Thread: libpq pipelineing
Hello, Using the asynchronous interface of libpq, is it possible to pipeline multiple queries? i.e. PQsendQuery(query1) PQsendQuery(query2) followed by query1_results = PQgetResult(...) query2_results = PQgetResult(...) I tried it but got "another command is already in progress" error. So, maybe it's not supported, or maybe I'm doing something wrong. Thanks Samuel
On Friday, June 26, 2020, Samuel Williams <space.ship.traveller@gmail.com> wrote:
Hello,
Using the asynchronous interface of libpq, is it possible to pipeline
multiple queries?
i.e.
PQsendQuery(query1)
PQsendQuery(query2)
followed by
query1_results = PQgetResult(...)
query2_results = PQgetResult(...)
I tried it but got "another command is already in progress" error.
The documentation seems to leave zero ambiguity:
After successfully calling
PQsendQuery
, call PQgetResult
one or more times to obtain the results. PQsendQuery
cannot be called again (on the same connection) until PQgetResult
has returned a null pointer, indicating that the command is done.David J.
Thanks David, You are correct. I was giving an example of what I was hoping to achieve, not what I expected to work with the current interface. I found some discussion in the past relating to batch processing which appears to support some kind of pipelining: https://2ndquadrant.github.io/postgres/libpq-batch-mode.html However it seems to be abandoned. Kind regards, Samuel On Sat, 27 Jun 2020 at 16:15, David G. Johnston <david.g.johnston@gmail.com> wrote: > > On Friday, June 26, 2020, Samuel Williams <space.ship.traveller@gmail.com> wrote: >> >> Hello, >> >> Using the asynchronous interface of libpq, is it possible to pipeline >> multiple queries? >> >> i.e. >> >> PQsendQuery(query1) >> PQsendQuery(query2) >> >> followed by >> >> query1_results = PQgetResult(...) >> query2_results = PQgetResult(...) >> >> I tried it but got "another command is already in progress" error. > > > The documentation seems to leave zero ambiguity: > > After successfully calling PQsendQuery, call PQgetResult one or more times to obtain the results. PQsendQuery cannot becalled again (on the same connection) until PQgetResult has returned a null pointer, indicating that the command is done. > > David J. >
On Friday, June 26, 2020, Samuel Williams <space.ship.traveller@gmail.com> wrote:
Thanks David,
You are correct.
I was giving an example of what I was hoping to achieve, not what I
expected to work with the current interface.

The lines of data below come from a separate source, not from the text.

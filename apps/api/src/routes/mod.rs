pub mod admin;
pub mod health;

use axum::{
    routing::{get, post},
    Router,
};

use crate::challenges::handlers as challenges;
use crate::progression::handlers as progression;
use crate::state::AppState;

pub fn build_router(state: AppState) -> Router {
    Router::new()
        .route("/health", get(health::health_handler))
        // Progression API
        .route(
            "/api/v1/users/:user_id/skills",
            get(progression::handle_get_skills),
        )
        .route(
            "/api/v1/users/:user_id/streaks",
            get(progression::handle_get_streaks),
        )
        .route(
            "/api/v1/users/:user_id/activities",
            post(progression::handle_log_activity),
        )
        .route(
            "/api/v1/users/:user_id/weight",
            post(progression::handle_log_weight),
        )
        // Challenge API
        .route(
            "/api/v1/users/:user_id/challenges/active",
            get(challenges::handle_get_active),
        )
        .route(
            "/api/v1/users/:user_id/challenges/join",
            post(challenges::handle_join),
        )
        .route(
            "/api/v1/users/:user_id/challenges/complete",
            post(challenges::handle_complete_day),
        )
        .route(
            "/api/v1/users/:user_id/challenges/quit",
            post(challenges::handle_quit),
        )
        .route(
            "/api/v1/users/:user_id/challenges/restore",
            post(challenges::handle_restore),
        )
        .route(
            "/api/v1/users/:user_id/challenges/history",
            get(challenges::handle_history),
        )
        .route(
            "/api/v1/users/:user_id/badges",
            get(challenges::handle_badges),
        )
        .route("/api/v1/challenges", get(challenges::handle_list_challenges))
        .route(
            "/api/v1/challenges/:id",
            get(challenges::handle_get_challenge),
        )
        // Admin API
        .route(
            "/api/v1/admin/challenges/:id/toggle",
            post(admin::handle_toggle_challenge),
        )
        .route("/api/v1/admin/sweep", post(admin::handle_sweep))
        .route(
            "/api/v1/admin/users/:user_id/complete-day",
            post(admin::handle_complete_day_for_user),
        )
        .route(
            "/api/v1/admin/users/:user_id/activities",
            post(admin::handle_log_activity_for_user),
        )
        .route(
            "/api/v1/admin/users/:user_id/weight",
            post(admin::handle_log_weight_for_user),
        )
        .route("/api/v1/admin/stats", get(admin::handle_stats))
        .route(
            "/api/v1/admin/skills/backfill",
            post(admin::handle_backfill_skills),
        )
        .with_state(state)
}
use std::sync::Arc;

use crate::clock::Clock;
use crate::config::Config;
use crate::store::Store;

/// Shared application state injected into all route handlers via Axum extractors.
#[derive(Clone)]
pub struct AppState {
    /// Postgres in production, the in-memory store under test.
    pub store: Arc<dyn Store>,
    pub clock: Arc<dyn Clock>,
    pub config: Config,
}
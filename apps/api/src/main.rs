mod challenges;
mod clock;
mod config;
mod db;
mod errors;
mod models;
mod progression;
mod routes;
mod state;
mod store;

use anyhow::Result;
use std::net::SocketAddr;
use std::sync::Arc;
use std::time::Duration;
use tower_http::{cors::CorsLayer, trace::TraceLayer};
use tracing::{error, info};
use tracing_subscriber::{layer::SubscriberExt, util::SubscriberInitExt, EnvFilter};

use crate::clock::SystemClock;
use crate::config::Config;
use crate::db::create_pool;
use crate::routes::build_router;
use crate::state::AppState;
use crate::store::postgres::PgStore;

#[tokio::main]
async fn main() -> Result<()> {
    // Load configuration first (fails on missing or malformed env vars)
    let config = Config::from_env()?;

    // Initialize structured logging
    tracing_subscriber::registry()
        .with(EnvFilter::try_from_default_env().unwrap_or_else(|_| {
            EnvFilter::new(format!("{}={}", env!("CARGO_PKG_NAME"), &config.rust_log))
        }))
        .with(tracing_subscriber::fmt::layer())
        .init();

    info!("Starting Ascend API v{}", env!("CARGO_PKG_VERSION"));
    info!("Engine rules: {:?}", config.rules);

    // Initialize PostgreSQL
    let db = create_pool(&config.database_url, config.database_max_connections).await?;

    let state = AppState {
        store: Arc::new(PgStore::new(db)),
        clock: Arc::new(SystemClock),
        config: config.clone(),
    };

    if config.expiry_sweep_interval_secs > 0 {
        spawn_expiry_sweep(state.clone(), config.expiry_sweep_interval_secs);
    }

    // Build router
    let app = build_router(state)
        .layer(TraceLayer::new_for_http())
        .layer(CorsLayer::permissive()); // TODO: restrict CORS origins once the web client domain is fixed

    let addr: SocketAddr = format!("0.0.0.0:{}", config.port).parse()?;
    info!("Listening on {addr}");

    let listener = tokio::net::TcpListener::bind(addr).await?;
    axum::serve(listener, app).await?;

    Ok(())
}

/// Fails overdue enrollments in the background so users who never call back are
/// still swept. Request handlers sweep on their own; this only shortens the lag.
fn spawn_expiry_sweep(state: AppState, every_secs: u64) {
    info!("Expiry sweep every {every_secs}s");
    tokio::spawn(async move {
        let mut ticker = tokio::time::interval(Duration::from_secs(every_secs));
        ticker.set_missed_tick_behavior(tokio::time::MissedTickBehavior::Delay);
        loop {
            ticker.tick().await;
            let swept =
                challenges::service::sweep_all(state.store.as_ref(), state.clock.as_ref()).await;
            if let Err(e) = swept {
                error!("Background expiry sweep failed: {e}");
            }
        }
    });
}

What about, as it says, sending multiple statements in a single sendQuery and then polling for multiple results?
David J.
> What about, as it says, sending multiple statements in a single sendQuery and then polling for multiple results? I tried this, and even in single row streaming mode, I found that there are cases where the results would not be streamed until all the queries were sent. From the users point of view, they may generate a loop sending multiple queries and don't care about the result, so a pipeline/batch processing is ideal to avoid RTT per loop iteration, if database access is slow, this can be a significant source of latency. Kind regards, Samuel
On Friday, June 26, 2020, Samuel Williams <space.ship.traveller@gmail.com> wrote:
> What about, as it says, sending multiple statements in a single sendQuery and then polling for multiple results?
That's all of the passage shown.